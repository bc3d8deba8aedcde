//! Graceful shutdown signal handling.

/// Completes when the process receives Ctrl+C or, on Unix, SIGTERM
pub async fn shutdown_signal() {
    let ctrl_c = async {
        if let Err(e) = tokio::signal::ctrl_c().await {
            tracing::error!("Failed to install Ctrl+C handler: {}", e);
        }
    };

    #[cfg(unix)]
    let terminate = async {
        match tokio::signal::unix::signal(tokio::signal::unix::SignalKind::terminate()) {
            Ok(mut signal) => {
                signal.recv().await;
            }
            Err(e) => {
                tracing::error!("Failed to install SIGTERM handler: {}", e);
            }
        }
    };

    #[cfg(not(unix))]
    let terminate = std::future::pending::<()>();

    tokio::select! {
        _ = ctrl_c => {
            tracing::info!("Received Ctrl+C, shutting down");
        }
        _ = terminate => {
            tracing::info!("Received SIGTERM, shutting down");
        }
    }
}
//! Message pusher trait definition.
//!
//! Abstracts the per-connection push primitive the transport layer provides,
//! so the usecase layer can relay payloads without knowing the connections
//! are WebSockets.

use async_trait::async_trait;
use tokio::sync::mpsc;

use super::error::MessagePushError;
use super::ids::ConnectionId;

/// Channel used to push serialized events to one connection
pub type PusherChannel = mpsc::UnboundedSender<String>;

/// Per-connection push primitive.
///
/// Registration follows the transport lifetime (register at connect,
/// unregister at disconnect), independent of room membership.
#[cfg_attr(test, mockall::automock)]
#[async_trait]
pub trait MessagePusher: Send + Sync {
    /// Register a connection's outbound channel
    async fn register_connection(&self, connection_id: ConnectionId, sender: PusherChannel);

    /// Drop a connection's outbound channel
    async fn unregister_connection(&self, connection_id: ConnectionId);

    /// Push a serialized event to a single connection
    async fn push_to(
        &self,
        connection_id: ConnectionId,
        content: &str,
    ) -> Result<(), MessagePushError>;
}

====================

Take the listing above and repeat exactly the lines from the one containing "pusher trait definition." through the one containing "use super::ids::ConnectionId;", both included.

## Solution to the problem
//! Message pusher trait definition.
//!
//! Abstracts the per-connection push primitive the transport layer provides,
//! so the usecase layer can relay payloads without knowing the connections
//! are WebSockets.

use async_trait::async_trait;
use tokio::sync::mpsc;

use super::error::MessagePushError;
use super::ids::ConnectionId;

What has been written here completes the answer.